Every line holding "Clone" should be copied from the records below.

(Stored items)
══════════════════════════════

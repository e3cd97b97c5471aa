// Copyright 2025 the Cardstock Authors
// SPDX-License-Identifier: Apache-2.0 OR MIT

//! Element transforms and the partial updates proposed against them.

use kurbo::{Affine, Point, Size, Vec2};

/// Pan and zoom applied to an element's content.
///
/// The element's logical frame is untouched; this only describes how its
/// content is drawn inside the frame.
#[derive(Copy, Clone, Debug, PartialEq)]
pub struct ElementTransform {
    /// Uniform zoom factor.
    pub scale: f64,
    /// Offset of the content inside the frame.
    pub pan: Vec2,
}

impl Default for ElementTransform {
    fn default() -> Self {
        Self::IDENTITY
    }
}

/// Where the element's scale is anchored when drawing.
#[derive(Copy, Clone, Debug, PartialEq, Eq, Default)]
pub enum TransformAnchor {
    /// Scale about the frame center.
    #[default]
    Center,
    /// Scale about the frame's top-left corner.
    TopLeft,
}

impl ElementTransform {
    /// No zoom and no pan.
    pub const IDENTITY: Self = Self {
        scale: 1.0,
        pan: Vec2::ZERO,
    };

    /// Creates a transform.
    #[must_use]
    pub const fn new(scale: f64, pan: Vec2) -> Self {
        Self { scale, pan }
    }

    /// Visual transform for content drawn in a frame of `size`.
    ///
    /// The content is scaled about `anchor` and then translated by the pan.
    #[must_use]
    pub fn to_affine(&self, size: Size, anchor: TransformAnchor) -> Affine {
        let center = match anchor {
            TransformAnchor::Center => Point::new(size.width * 0.5, size.height * 0.5),
            TransformAnchor::TopLeft => Point::ORIGIN,
        };
        Affine::translate(self.pan) * Affine::scale_about(self.scale, center)
    }
}

/// A partial transform change proposed by the interpreter.
///
/// Single-contact panning proposes only `pan`; pinch and wheel propose `scale`,
/// plus `pan` when the old pan no longer fits the new scale.
#[derive(Copy, Clone, Debug, PartialEq, Default)]
pub struct TransformUpdate {
    /// New scale, if it changed.
    pub scale: Option<f64>,
    /// New pan, if it changed.
    pub pan: Option<Vec2>,
}

impl TransformUpdate {
    /// An update that only changes the scale.
    #[must_use]
    pub const fn scale(scale: f64) -> Self {
        Self {
            scale: Some(scale),
            pan: None,
        }
    }

    /// An update that only changes the pan.
    #[must_use]
    pub const fn pan(pan: Vec2) -> Self {
        Self {
            scale: None,
            pan: Some(pan),
        }
    }

    /// Returns `true` if nothing changes.
    #[must_use]
    pub fn is_empty(&self) -> bool {
        self.scale.is_none() && self.pan.is_none()
    }

    /// Returns `transform` with this update applied.
    #[must_use]
    pub fn apply_to(&self, transform: ElementTransform) -> ElementTransform {
        ElementTransform {
            scale: self.scale.unwrap_or(transform.scale),
            pan: self.pan.unwrap_or(transform.pan),
        }
    }

    pub(crate) fn non_empty(self) -> Option<Self> {
        if self.is_empty() { None } else { Some(self) }
    }
}
// Copyright 2025 the Cardstock Authors
// SPDX-License-Identifier: Apache-2.0 OR MIT

//! Keyed single-shot timer queue.

use alloc::collections::BTreeMap;
use alloc::vec::Vec;
use core::hash::Hash;

use hashbrown::HashMap;

use crate::Millis;

/// A scheduled deadline.
///
/// Deadlines order by time first and by scheduling sequence second, so two
/// timers due at the same millisecond fire in the order they were scheduled.
#[derive(Copy, Clone, Debug, PartialEq, Eq, PartialOrd, Ord, Hash)]
pub struct Deadline {
    /// Time at which the timer becomes due.
    pub at: Millis,
    seq: u64,
}

/// Single-shot timers keyed by `K`.
///
/// Each key has at most one pending deadline. Scheduling a pending key moves
/// its deadline rather than adding a second timer.
///
/// # Example
///
/// ```
/// use cardstock_timing::TimerQueue;
///
/// let mut timers = TimerQueue::<u32>::new();
/// timers.schedule(1, 50);
/// timers.schedule(2, 10);
/// timers.schedule(1, 20); // moves key 1
///
/// assert_eq!(timers.next_deadline(), Some(10));
/// assert_eq!(timers.pop_due(20), vec![2, 1]);
/// assert!(timers.is_empty());
/// ```
#[derive(Clone, Debug)]
pub struct TimerQueue<K>
where
    K: Copy + Eq + Hash,
{
    by_deadline: BTreeMap<Deadline, K>,
    by_key: HashMap<K, Deadline>,
    next_seq: u64,
}

impl<K> Default for TimerQueue<K>
where
    K: Copy + Eq + Hash,
{
    fn default() -> Self {
        Self::new()
    }
}

impl<K> TimerQueue<K>
where
    K: Copy + Eq + Hash,
{
    /// Creates an empty queue.
    #[must_use]
    pub fn new() -> Self {
        Self {
            by_deadline: BTreeMap::new(),
            by_key: HashMap::new(),
            next_seq: 0,
        }
    }

    /// Schedules `key` to become due at `at`, replacing any pending deadline.
    ///
    /// Returns the previous deadline for `key`, if one was pending.
    pub fn schedule(&mut self, key: K, at: Millis) -> Option<Millis> {
        let previous = self.cancel(key);
        let deadline = Deadline {
            at,
            seq: self.next_seq,
        };
        self.next_seq = self.next_seq.wrapping_add(1);
        self.by_deadline.insert(deadline, key);
        self.by_key.insert(key, deadline);
        previous
    }

    /// Cancels the pending deadline for `key`.
    ///
    /// Returns the cancelled deadline, or `None` if nothing was pending.
    pub fn cancel(&mut self, key: K) -> Option<Millis> {
        let deadline = self.by_key.remove(&key)?;
        self.by_deadline.remove(&deadline);
        Some(deadline.at)
    }

    /// Returns the pending deadline for `key`.
    #[must_use]
    pub fn deadline_of(&self, key: K) -> Option<Millis> {
        self.by_key.get(&key).map(|d| d.at)
    }

    /// Returns `true` if `key` has a pending deadline.
    #[must_use]
    pub fn is_pending(&self, key: K) -> bool {
        self.by_key.contains_key(&key)
    }

    /// Returns the earliest pending deadline.
    ///
    /// Hosts use this to arm their single platform timer.
    #[must_use]
    pub fn next_deadline(&self) -> Option<Millis> {
        self.by_deadline.keys().next().map(|d| d.at)
    }

    /// Removes and returns every key whose deadline is `<= now`, earliest first.
    pub fn pop_due(&mut self, now: Millis) -> Vec<K> {
        let mut due = Vec::new();
        while let Some(entry) = self.by_deadline.first_entry() {
            if entry.key().at > now {
                break;
            }
            let key = entry.remove();
            self.by_key.remove(&key);
            due.push(key);
        }
        due
    }

    /// Number of pending timers.
    #[must_use]
    pub fn len(&self) -> usize {
        self.by_key.len()
    }

    /// Returns `true` if no timers are pending.
    #[must_use]
    pub fn is_empty(&self) -> bool {
        self.by_key.is_empty()
    }

    /// Cancels every pending timer.
    pub fn clear(&mut self) {
        self.by_deadline.clear();
        self.by_key.clear();
    }
}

══════════════════════════════

(ANSWER TO THE EXERCISE)
#[derive(Copy, Clone, Debug, PartialEq)]
#[derive(Copy, Clone, Debug, PartialEq, Eq, Default)]
#[derive(Copy, Clone, Debug, PartialEq, Default)]
#[derive(Copy, Clone, Debug, PartialEq, Eq, PartialOrd, Ord, Hash)]
#[derive(Clone, Debug)]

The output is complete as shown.